It’s been fascinating to watch the evolution of client-focused design over the years. At Vanguard we have long had “usability” practices that studied the preferences of clients for certain features and design treatments on our websites. We would bring clients into labs for demos of prototypes, gather their feedback, and make changes. We added feedback forms to the website.
More recently we brought in eye-tracking software that allowed us to understand customers’ actual behavior when navigating the site. And we’ve invested for years in pilots or beta tests with certain clients or groups of clients before rolling out the features completely, understanding that clients provide better feedback when their own data is used in the beta release. The next step in that evolution was multivariate and A/B testing – the ability to test designs in parallel on full-blown production sites, using clickstream data to measure effectiveness without actually having to ask the user.
Tapping big data for new insights
Today, the real breakthrough is enabled through big data technology that gives us the ability to marry up web data with offline sources of data – call center data, account data, demographic data, social media data – to really get a holistic view of how our technology solutions impact clients. For example, our client insights group has recently created a “suspect index” of web pages that we suspect are causing clients to call because they don’t have the information they need to complete their task online. We can then effectively target those pages and use multivariate testing to get to the best design for clients. Another source of feedback comes from mining our call center recordings and social media sentiment to look for potential opportunities with our services, or understand features clients or prospective clients need.
Improving the internal customer experience
As for our IT organization’s internal business customers, we have done something a bit novel and applied the popular Net Promoter Score system internally. Each year, we send a survey to our business partners – key product owners, stakeholders, and senior leadership – and ask them “If you could choose any IT organization, even outside of Vanguard, how likely are you to recommend your IT partner to your colleagues?” That’s a tough question, and we honestly didn’t think we would learn much from this the first time around.

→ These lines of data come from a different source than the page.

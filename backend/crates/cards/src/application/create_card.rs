//! Create Card Use Case (admin only)

use std::sync::Arc;

use chrono::NaiveDate;
use kernel::identity::Caller;
use rust_decimal::Decimal;

use crate::domain::entities::{Card, NewCard};
use crate::domain::policy::{CardAction, authorize};
use crate::domain::repository::CardRepository;
use crate::domain::value_objects::{CardNumber, CardStatus};
use crate::error::{CardError, CardResult};

/// Create card input, validated at the DTO boundary
pub struct CreateCardInput {
    pub number: CardNumber,
    pub owner_name: String,
    pub expiration_date: NaiveDate,
    pub initial_balance: Decimal,
    /// Owning user account
    pub user_id: i64,
}

/// Create card use case
pub struct CreateCardUseCase<R>
where
    R: CardRepository,
{
    card_repo: Arc<R>,
}

impl<R> CreateCardUseCase<R>
where
    R: CardRepository,
{
    pub fn new(card_repo: Arc<R>) -> Self {
        Self { card_repo }
    }

    /// New cards always start out active, whatever the request says.
    pub async fn execute(&self, caller: &Caller, input: CreateCardInput) -> CardResult<Card> {
        authorize(caller, CardAction::Create)?;

        if !self.card_repo.user_exists(input.user_id).await? {
            return Err(CardError::UserNotFound(input.user_id));
        }

        let card = self
            .card_repo
            .insert(&NewCard {
                number: input.number,
                owner_name: input.owner_name,
                expiration_date: input.expiration_date,
                status: CardStatus::Active,
                balance: input.initial_balance,
                user_id: input.user_id,
            })
            .await?;

        tracing::info!(card_id = card.id, user_id = card.user_id, "Card created");

        Ok(card)
    }
}
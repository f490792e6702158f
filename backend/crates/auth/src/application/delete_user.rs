//! Delete User Use Case (admin only)
//!
//! Deleting an absent id fails with `UserNotFound`; card deletion uses
//! the same policy so both delete operations behave alike.

use std::sync::Arc;

use kernel::identity::Caller;

use crate::domain::policy::ensure_admin;
use crate::domain::repository::UserRepository;
use crate::error::{AuthError, AuthResult};

/// Delete user use case
pub struct DeleteUserUseCase<R>
where
    R: UserRepository,
{
    user_repo: Arc<R>,
}

impl<R> DeleteUserUseCase<R>
where
    R: UserRepository,
{
    pub fn new(user_repo: Arc<R>) -> Self {
        Self { user_repo }
    }

    pub async fn execute(&self, caller: &Caller, user_id: i64) -> AuthResult<()> {
        ensure_admin(caller, "delete users")?;

        if !self.user_repo.delete(user_id).await? {
            return Err(AuthError::UserNotFound(user_id));
        }

        tracing::info!(user_id, "User deleted");
        Ok(())
    }
}
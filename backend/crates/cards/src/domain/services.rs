//! Transfer rules
//!
//! [`plan_transfer`] is the whole transfer decision as a pure
//! function. The repository loads and locks both cards, asks for a
//! plan, and applies the resulting balances inside the same
//! transaction. Checks run in a fixed order so callers get the most
//! specific rejection first.

use rust_decimal::Decimal;

use super::entities::Card;
use crate::error::{CardError, CardResult};

/// Balances to write once a transfer has been approved
#[derive(Debug, Clone, Copy, PartialEq, Eq)]
pub struct TransferPlan {
    pub from_balance: Decimal,
    pub to_balance: Decimal,
}

/// Validates a transfer of `amount` between two loaded cards.
///
/// Order: ownership, same-card, status, amount sign, sufficiency.
pub fn plan_transfer(
    caller_username: &str,
    from: &Card,
    to: &Card,
    amount: Decimal,
) -> CardResult<TransferPlan> {
    if !from.is_owned_by(caller_username) {
        return Err(CardError::TransferNotAllowed(
            "Source card does not belong to you".to_string(),
        ));
    }
    if !to.is_owned_by(caller_username) {
        return Err(CardError::TransferNotAllowed(
            "Target card does not belong to you".to_string(),
        ));
    }
    if from.id == to.id {
        return Err(CardError::TransferNotAllowed(
            "Cannot transfer to the same card".to_string(),
        ));
    }
    if !from.status.is_active() {
        return Err(CardError::TransferNotAllowed(format!(
            "Source card is not active. Current status: {}",
            from.status
        )));
    }
    if !to.status.is_active() {
        return Err(CardError::TransferNotAllowed(format!(
            "Target card is not active. Current status: {}",
            to.status
        )));
    }
    if amount <= Decimal::ZERO {
        return Err(CardError::TransferNotAllowed(
            "Transfer amount must be positive".to_string(),
        ));
    }
    if from.balance < amount {
        return Err(CardError::InsufficientFunds {
            card_id: from.id,
            available: from.balance,
            required: amount,
        });
    }
    Ok(TransferPlan {
        from_balance: from.balance - amount,
        to_balance: to.balance + amount,
    })
}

We were dead wrong! By including survey questions designed to uncover sentiment on several critical-to-quality drivers such as business acumen, delivery on commitment, and quality, we uncovered areas where we thought we were performing well by our internal measures, but were actually missing the mark with our business. Now we follow this survey up with interviews getting at the heart of the answers and create action plans based on the feedback. Since we’ve been doing this survey, we’ve seen our score increase year-over-year. We still have a way to go to achieve our goal, but the big win is that we now have a really effective instrument in place to help us get better and to visibly measure that progress.